▸ Data for review
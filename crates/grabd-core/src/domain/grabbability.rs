//! Derives grab-eligibility verdicts from observed input.
//!
//! A device must not be seized while something on it is held down: the OS
//! would never see the matching release, leaving a key repeating or a
//! modifier or drag stuck.  [`GrabbabilityTracker`] keeps the set of
//! [`PressedKey`]s per device and emits a fresh [`GrabbableState`] whenever
//! the verdict for that device changes.

use std::collections::{HashMap, HashSet};

use serde::{Deserialize, Serialize};

use super::device::{DeviceId, PressedKey};
use super::grabbable::{GrabbableState, GrabbableStatus, UngrabbableReason};
use crate::protocol::sequence::ReportSequence;

/// One observed input transition on a device.
#[derive(Debug, Clone, Copy, PartialEq, Eq, Serialize, Deserialize)]
pub struct ObservedInput {
    pub device_id: DeviceId,
    pub key: PressedKey,
    pub pressed: bool,
}

#[derive(Debug, Default)]
struct DeviceInputState {
    pressed: HashSet<PressedKey>,
    status: Option<GrabbableStatus>,
}

impl DeviceInputState {
    fn verdict(&self) -> GrabbableStatus {
        let mut reason: Option<UngrabbableReason> = None;
        for key in &self.pressed {
            let candidate = match key {
                PressedKey::Key(code) if !code.is_modifier() => UngrabbableReason::KeyRepeating,
                PressedKey::Key(_) => UngrabbableReason::ModifierKeyPressed,
                PressedKey::Button(_) => UngrabbableReason::PointingButtonPressed,
            };
            reason = Some(match reason {
                Some(current) if rank(current) <= rank(candidate) => current,
                _ => candidate,
            });
        }
        match reason {
            Some(reason) => GrabbableStatus::Ungrabbable(reason),
            None => GrabbableStatus::Grabbable,
        }
    }
}

/// Lower rank wins when several things are held at once.
fn rank(reason: UngrabbableReason) -> u8 {
    match reason {
        UngrabbableReason::KeyRepeating => 0,
        UngrabbableReason::ModifierKeyPressed => 1,
        UngrabbableReason::PointingButtonPressed => 2,
        UngrabbableReason::Permanent | UngrabbableReason::None => 3,
    }
}

/// Per-device pressed-key bookkeeping plus report numbering.
#[derive(Debug, Default)]
pub struct GrabbabilityTracker {
    devices: HashMap<DeviceId, DeviceInputState>,
    sequence: ReportSequence,
}

impl GrabbabilityTracker {
    pub fn new() -> Self {
        Self::default()
    }

    /// Starts tracking a device with nothing pressed and returns its first
    /// report.
    pub fn device_attached(&mut self, device_id: DeviceId) -> GrabbableState {
        let state = self.devices.entry(device_id).or_default();
        state.pressed.clear();
        state.status = Some(GrabbableStatus::Grabbable);
        GrabbableState::new(device_id, GrabbableStatus::Grabbable, self.sequence.next())
    }

    /// Stops tracking a device.
    pub fn device_detached(&mut self, device_id: DeviceId) {
        self.devices.remove(&device_id);
    }

    /// Applies one input transition.  Returns a report only when the device's
    /// verdict changed.  Input from an untracked device starts tracking it.
    pub fn observe(&mut self, input: ObservedInput) -> Option<GrabbableState> {
        let state = self.devices.entry(input.device_id).or_default();
        if input.pressed {
            state.pressed.insert(input.key);
        } else {
            state.pressed.remove(&input.key);
        }

        let verdict = state.verdict();
        if state.status == Some(verdict) {
            return None;
        }
        state.status = Some(verdict);
        Some(GrabbableState::new(
            input.device_id,
            verdict,
            self.sequence.next(),
        ))
    }

    /// Fresh reports for every tracked device, each with a new sequence.
    ///
    /// Sent after (re)connecting to the grabber, whose ledger starts empty.
    pub fn snapshot(&self) -> Vec<GrabbableState> {
        let mut ids: Vec<DeviceId> = self.devices.keys().copied().collect();
        ids.sort();
        ids.into_iter()
            .filter_map(|id| {
                let state = self.devices.get(&id)?;
                Some(GrabbableState::new(id, state.verdict(), self.sequence.next()))
            })
            .collect()
    }

    pub fn status(&self, device_id: DeviceId) -> Option<GrabbableStatus> {
        self.devices.get(&device_id).and_then(|state| state.status)
    }
}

▸ Your task
From the data above, output only the lines between the line containing "if state.status == Some(verdict)" and the line containing "pub fn snapshot(&self)", inclusive, exactly as written.

▸ Expected output
        if state.status == Some(verdict) {
            return None;
        }
        state.status = Some(verdict);
        Some(GrabbableState::new(
            input.device_id,
            verdict,
            self.sequence.next(),
        ))
    }

    /// Fresh reports for every tracked device, each with a new sequence.
    ///
    /// Sent after (re)connecting to the grabber, whose ledger starts empty.
    pub fn snapshot(&self) -> Vec<GrabbableState> {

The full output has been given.